• [Record set]:
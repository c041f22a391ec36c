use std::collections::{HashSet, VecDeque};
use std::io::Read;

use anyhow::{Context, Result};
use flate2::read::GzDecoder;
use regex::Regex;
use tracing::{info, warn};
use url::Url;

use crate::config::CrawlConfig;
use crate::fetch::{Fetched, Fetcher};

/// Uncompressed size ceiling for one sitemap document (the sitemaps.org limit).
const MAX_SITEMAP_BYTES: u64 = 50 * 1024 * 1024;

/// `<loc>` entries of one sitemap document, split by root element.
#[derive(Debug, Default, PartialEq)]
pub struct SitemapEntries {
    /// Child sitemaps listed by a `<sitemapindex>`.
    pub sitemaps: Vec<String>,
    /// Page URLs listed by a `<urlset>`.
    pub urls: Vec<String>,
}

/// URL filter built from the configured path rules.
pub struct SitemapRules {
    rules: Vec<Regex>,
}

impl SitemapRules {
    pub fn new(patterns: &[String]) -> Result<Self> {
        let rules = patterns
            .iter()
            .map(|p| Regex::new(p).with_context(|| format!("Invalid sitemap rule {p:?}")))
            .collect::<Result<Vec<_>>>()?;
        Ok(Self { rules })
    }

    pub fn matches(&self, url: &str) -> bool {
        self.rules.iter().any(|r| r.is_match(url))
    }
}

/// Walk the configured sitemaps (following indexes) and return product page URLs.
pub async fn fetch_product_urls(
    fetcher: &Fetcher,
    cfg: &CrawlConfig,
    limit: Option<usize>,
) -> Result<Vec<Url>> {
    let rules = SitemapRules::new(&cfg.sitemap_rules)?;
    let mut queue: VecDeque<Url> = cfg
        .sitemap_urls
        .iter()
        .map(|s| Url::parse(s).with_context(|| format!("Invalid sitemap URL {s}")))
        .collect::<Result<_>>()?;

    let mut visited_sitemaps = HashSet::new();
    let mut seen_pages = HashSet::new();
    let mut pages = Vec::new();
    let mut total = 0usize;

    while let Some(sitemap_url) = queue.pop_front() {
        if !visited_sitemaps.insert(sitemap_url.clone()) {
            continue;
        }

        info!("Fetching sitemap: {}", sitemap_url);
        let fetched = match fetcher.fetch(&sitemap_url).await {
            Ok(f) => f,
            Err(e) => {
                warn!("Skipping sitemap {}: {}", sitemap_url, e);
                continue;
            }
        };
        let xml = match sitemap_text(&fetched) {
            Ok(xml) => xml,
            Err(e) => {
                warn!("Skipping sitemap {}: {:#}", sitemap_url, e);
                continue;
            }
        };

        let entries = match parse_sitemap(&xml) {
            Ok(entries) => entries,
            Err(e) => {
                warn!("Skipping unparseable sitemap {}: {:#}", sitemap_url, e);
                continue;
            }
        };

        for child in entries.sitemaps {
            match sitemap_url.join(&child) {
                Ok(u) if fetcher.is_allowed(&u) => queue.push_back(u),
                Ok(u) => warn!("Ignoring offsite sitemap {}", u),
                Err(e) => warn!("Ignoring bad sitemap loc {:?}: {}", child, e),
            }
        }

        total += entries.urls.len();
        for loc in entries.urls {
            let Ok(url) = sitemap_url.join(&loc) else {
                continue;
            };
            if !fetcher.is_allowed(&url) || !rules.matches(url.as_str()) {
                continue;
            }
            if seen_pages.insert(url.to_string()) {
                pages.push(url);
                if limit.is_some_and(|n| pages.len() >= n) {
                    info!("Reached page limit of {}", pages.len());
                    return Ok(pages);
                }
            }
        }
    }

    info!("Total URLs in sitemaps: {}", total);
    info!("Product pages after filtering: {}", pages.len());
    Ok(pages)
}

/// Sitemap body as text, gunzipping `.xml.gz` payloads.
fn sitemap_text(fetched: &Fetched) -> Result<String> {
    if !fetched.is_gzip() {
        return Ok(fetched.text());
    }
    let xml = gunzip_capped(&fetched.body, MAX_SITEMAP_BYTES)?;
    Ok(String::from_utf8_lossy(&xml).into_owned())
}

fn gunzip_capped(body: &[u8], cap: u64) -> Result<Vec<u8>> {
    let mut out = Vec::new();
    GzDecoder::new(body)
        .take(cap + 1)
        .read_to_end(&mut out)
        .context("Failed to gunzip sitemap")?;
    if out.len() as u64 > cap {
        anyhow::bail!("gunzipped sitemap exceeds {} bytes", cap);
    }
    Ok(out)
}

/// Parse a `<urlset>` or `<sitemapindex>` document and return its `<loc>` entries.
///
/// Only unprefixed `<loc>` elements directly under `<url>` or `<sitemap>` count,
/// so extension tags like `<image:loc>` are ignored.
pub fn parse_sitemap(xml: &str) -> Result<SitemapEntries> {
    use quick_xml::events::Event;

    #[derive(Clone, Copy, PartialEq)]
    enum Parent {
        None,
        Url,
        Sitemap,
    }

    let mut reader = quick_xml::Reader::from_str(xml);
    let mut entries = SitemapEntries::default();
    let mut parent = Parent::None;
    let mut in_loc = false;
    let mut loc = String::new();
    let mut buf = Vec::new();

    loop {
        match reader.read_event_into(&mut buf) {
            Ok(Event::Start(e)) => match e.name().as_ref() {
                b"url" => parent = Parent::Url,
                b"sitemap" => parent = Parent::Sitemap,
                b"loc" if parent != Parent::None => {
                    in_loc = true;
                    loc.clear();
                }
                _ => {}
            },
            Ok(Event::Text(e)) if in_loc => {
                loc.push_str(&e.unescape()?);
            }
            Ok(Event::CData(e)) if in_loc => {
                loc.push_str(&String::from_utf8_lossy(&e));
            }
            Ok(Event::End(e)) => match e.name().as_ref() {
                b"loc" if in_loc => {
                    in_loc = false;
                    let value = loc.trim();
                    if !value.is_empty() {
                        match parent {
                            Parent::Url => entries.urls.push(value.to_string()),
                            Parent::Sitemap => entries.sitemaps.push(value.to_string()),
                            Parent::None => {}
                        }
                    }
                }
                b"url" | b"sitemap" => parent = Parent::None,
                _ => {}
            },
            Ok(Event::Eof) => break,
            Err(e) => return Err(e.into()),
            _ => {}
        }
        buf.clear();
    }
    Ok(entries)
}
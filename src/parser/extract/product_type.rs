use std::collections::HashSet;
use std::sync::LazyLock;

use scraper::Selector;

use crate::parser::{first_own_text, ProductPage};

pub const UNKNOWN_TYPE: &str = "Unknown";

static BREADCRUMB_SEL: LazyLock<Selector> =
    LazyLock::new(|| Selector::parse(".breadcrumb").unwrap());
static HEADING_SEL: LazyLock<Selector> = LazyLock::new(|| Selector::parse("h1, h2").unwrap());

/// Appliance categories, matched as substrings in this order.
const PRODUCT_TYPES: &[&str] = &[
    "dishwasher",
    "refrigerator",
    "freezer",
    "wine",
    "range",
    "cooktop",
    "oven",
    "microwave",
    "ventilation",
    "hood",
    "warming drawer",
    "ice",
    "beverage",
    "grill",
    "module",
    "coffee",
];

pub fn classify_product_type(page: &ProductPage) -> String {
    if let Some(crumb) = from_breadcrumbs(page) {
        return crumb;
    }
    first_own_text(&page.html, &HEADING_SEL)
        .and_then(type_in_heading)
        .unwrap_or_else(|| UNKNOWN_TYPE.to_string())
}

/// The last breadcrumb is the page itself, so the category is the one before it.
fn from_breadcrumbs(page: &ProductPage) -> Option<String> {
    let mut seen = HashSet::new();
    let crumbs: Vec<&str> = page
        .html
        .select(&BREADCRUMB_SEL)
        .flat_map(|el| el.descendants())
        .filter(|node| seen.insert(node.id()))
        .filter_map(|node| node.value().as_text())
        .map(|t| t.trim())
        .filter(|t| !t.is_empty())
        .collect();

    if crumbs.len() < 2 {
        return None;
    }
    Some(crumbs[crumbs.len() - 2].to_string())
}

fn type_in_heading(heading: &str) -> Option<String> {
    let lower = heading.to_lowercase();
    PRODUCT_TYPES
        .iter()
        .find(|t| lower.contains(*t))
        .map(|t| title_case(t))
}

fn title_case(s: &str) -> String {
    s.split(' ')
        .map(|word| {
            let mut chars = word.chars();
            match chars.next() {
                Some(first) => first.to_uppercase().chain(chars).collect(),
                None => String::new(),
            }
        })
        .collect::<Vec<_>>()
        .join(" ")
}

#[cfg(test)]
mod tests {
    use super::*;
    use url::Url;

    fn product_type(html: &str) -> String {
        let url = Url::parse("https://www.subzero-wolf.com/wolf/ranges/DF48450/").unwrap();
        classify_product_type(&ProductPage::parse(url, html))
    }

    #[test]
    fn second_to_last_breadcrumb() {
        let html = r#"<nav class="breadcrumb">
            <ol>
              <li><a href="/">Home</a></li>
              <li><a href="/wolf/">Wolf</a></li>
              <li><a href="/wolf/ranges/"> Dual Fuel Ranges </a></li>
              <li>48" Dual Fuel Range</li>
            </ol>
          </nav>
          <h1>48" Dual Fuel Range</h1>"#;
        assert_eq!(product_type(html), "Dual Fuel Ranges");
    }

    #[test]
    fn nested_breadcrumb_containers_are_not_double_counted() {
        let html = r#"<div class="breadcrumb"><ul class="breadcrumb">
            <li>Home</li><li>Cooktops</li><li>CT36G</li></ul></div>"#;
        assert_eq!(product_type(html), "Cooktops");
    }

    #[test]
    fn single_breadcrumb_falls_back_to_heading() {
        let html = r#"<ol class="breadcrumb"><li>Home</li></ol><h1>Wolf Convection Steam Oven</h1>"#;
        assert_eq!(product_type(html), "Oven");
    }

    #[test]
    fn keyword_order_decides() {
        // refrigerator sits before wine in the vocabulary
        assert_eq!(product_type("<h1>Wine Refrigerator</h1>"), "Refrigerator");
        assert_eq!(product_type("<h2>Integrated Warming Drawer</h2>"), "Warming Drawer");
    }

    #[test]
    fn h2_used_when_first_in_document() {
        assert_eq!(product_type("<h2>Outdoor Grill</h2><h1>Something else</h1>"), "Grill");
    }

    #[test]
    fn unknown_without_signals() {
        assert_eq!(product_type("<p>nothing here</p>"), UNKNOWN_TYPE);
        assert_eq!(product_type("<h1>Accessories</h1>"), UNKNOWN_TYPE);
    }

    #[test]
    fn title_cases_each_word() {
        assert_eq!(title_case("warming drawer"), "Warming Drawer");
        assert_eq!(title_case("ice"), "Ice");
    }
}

• [Exercise instructions]:
Copy each line in the listing where "href" appears.

• [Output of the exercise]:
              <li><a href="/">Home</a></li>
              <li><a href="/wolf/">Wolf</a></li>
              <li><a href="/wolf/ranges/"> Dual Fuel Ranges </a></li>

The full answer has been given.